NFL Owners Beware of the Combine Warrior

Zennie Abraham / Zennie62
Zennie Abraham / Zennie62

By Anthony Carillo

Running a 4.3 second 40 yard dash in shorts is great, but how often does it translate to a great player in the NFL? The answer is rarely. The NFL combine is a great place for players to showcase their talents running, jumping, and show how strong they are, but NFL teams and fans need to remember that these players are doing all of this is shorts and t-shirts.

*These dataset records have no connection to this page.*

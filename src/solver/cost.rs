//! Roster cost evaluation.
//!
//! Scores a completed, valid roster for fairness and spacing. The score
//! only ranks valid rosters against each other; the search never uses
//! it for pruning.
//!
//! # Penalties
//!
//! Per roster candidate, with `n` = number of weeks they appear in:
//!
//! | Condition | Penalty |
//! |-----------|---------|
//! | `n > 1` | `2^n` |
//! | two appearances in adjacent weeks | 50 per adjacent pair |
//! | listed in the extra-cost table | `weight × n` |
//!
//! 0 is the best attainable score (everyone at most once, nobody
//! listed in the cost table); there is no upper bound.

use crate::models::Roster;
use std::collections::HashMap;

/// Flat penalty for a pair of appearances in back-to-back weeks.
const ADJACENT_WEEK_PENALTY: i64 = 50;

/// Evaluates the cost of a completed roster. Pure; lower is better.
///
/// `candidates` is the full original roster (not the grown working
/// pool); candidates absent from `extra_cost` carry weight 0.
pub fn evaluate(
    candidates: &[String],
    extra_cost: &HashMap<String, i64>,
    roster: &Roster,
) -> i64 {
    let mut cost: i64 = 0;

    for candidate in candidates {
        let appearances = roster.appearance_weeks(candidate);

        if appearances.len() > 1 {
            cost = cost.saturating_add(2i64.saturating_pow(appearances.len() as u32));

            // Every ordered pair is inspected; since a candidate appears
            // at most once per week the list is strictly increasing and
            // only the ascending orientation of an adjacent pair has
            // distance exactly 1.
            for &a1 in &appearances {
                for &a2 in &appearances {
                    if a2 as i64 - a1 as i64 == 1 {
                        cost = cost.saturating_add(ADJACENT_WEEK_PENALTY);
                    }
                }
            }
        }

        if let Some(&weight) = extra_cost.get(candidate) {
            cost = cost.saturating_add(weight.saturating_mul(appearances.len() as i64));
        }
    }

    cost
}

#[cfg(test)]
mod tests {
    use super::*;

    fn names(list: &[&str]) -> Vec<String> {
        list.iter().map(|s| s.to_string()).collect()
    }

    fn roster(weeks: &[&[&str]]) -> Roster {
        Roster::new(
            weeks
                .iter()
                .map(|slots| slots.iter().map(|s| s.to_string()).collect())
                .collect(),
        )
    }

    #[test]
    fn test_unique_appearances_cost_zero() {
        let r = roster(&[&["a", "b"], &["c", "d"]]);
        assert_eq!(evaluate(&names(&["a", "b", "c", "d"]), &HashMap::new(), &r), 0);
    }

    #[test]
    fn test_adjacent_repeat() {
        // "a" in weeks 0 and 1: 2^2 + 50 = 54.
        let r = roster(&[&["a", "b"], &["a", "c"]]);
        assert_eq!(evaluate(&names(&["a", "b", "c"]), &HashMap::new(), &r), 54);
    }

    #[test]
    fn test_non_adjacent_repeat() {
        // "a" in weeks 0 and 2: no adjacency, only 2^2.
        let r = roster(&[&["a", "b"], &["c", "d"], &["a", "c"]]);
        assert_eq!(
            evaluate(&names(&["a", "b", "c", "d"]), &HashMap::new(), &r),
            // "c" also repeats in weeks 1 and 2: 2^2 + 50.
            4 + 4 + 50
        );
    }

    #[test]
    fn test_three_consecutive_weeks() {
        // "a" in weeks 0, 1, 2: 2^3 plus two adjacent pairs.
        let r = roster(&[&["a"], &["a"], &["a"]]);
        assert_eq!(evaluate(&names(&["a"]), &HashMap::new(), &r), 8 + 100);
    }

    #[test]
    fn test_extra_cost_scales_with_appearances() {
        let r = roster(&[&["a", "b"], &["c", "a"], &["a", "d"]]);
        let table: HashMap<String, i64> = [("a".to_string(), 3)].into_iter().collect();
        // "a" three times, weeks 0-2: 2^3 + 2*50 + 3*3 = 117.
        assert_eq!(evaluate(&names(&["a", "b", "c", "d"]), &table, &r), 117);
    }

    #[test]
    fn test_extra_cost_applies_to_single_appearance() {
        let r = roster(&[&["a", "b"]]);
        let table: HashMap<String, i64> = [("a".to_string(), 7)].into_iter().collect();
        assert_eq!(evaluate(&names(&["a", "b"]), &table, &r), 7);
    }

    #[test]
    fn test_extra_cost_ignored_when_absent_from_roster_weeks() {
        // Listed candidate never placed: weight × 0 appearances.
        let r = roster(&[&["a", "b"]]);
        let table: HashMap<String, i64> = [("c".to_string(), 7)].into_iter().collect();
        assert_eq!(evaluate(&names(&["a", "b", "c"]), &table, &r), 0);
    }

    #[test]
    fn test_evaluation_is_deterministic() {
        let r = roster(&[&["a", "b"], &["a", "c"], &["b", "c"]]);
        let roster_names = names(&["a", "b", "c"]);
        let table: HashMap<String, i64> = [("b".to_string(), 2)].into_iter().collect();
        let first = evaluate(&roster_names, &table, &r);
        assert_eq!(evaluate(&roster_names, &table, &r), first);
    }
}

The list of players that have had great NFL combines and did not pan out in the NFL is ever-expanding, and teams fall in love with the numbers some players put up in Indy every year. Take for instance Vernon Gholston. Back in 2008 he went to the combine and had one of the best combine workouts a defense lineman has ever had. He ran a 4.6 40 yard dash, bench pressed 225 pounds 37 times, had a vertical leap of 35.5 inches, and broad jumped over 10 feet. The New York Jets selected Gholston with the 6th overall pick, and gave him a ton of money, even though there were questions about his work ethic. He was projected to become a prolific pass rusher, and some one who would anchor the Jets defense line for years to come.

Gholston had 3 horrific years with the Jets, where he did not register a sack, and he sat the bench until the Jets finally cut ties with him. Last year he was picked up by the Chicago Bears and placed on their practice squad, where he never made an appearance in a single regular season game.

Now I can go on to name thousands of more players that had amazing combines and then fizzled out in the NFL, but I do not want to bore you with a 1,000 page blog post. Some of the NFL greats did not have amazing combine numbers, but produced on the field. Take Wide Receiver Jerry Rice for example. In the 1985 combine he ran a 4.6 second 40 yard dash, a slow time for receivers in the NFL. He was selected by the 49ers with the 16th overall pick behind two other receivers. Can you name the other two receivers that were selected before him in that years draft?

Like I said before, the NFL combine is great for players to get their names out there and show what they can do in shorts and a t-shirt, but when attempting to rebuild a franchise through the draft, watch the players actual game tape before you make a selection, because the numbers that a player puts up at the combine may cast a shadow over the players actual abilities.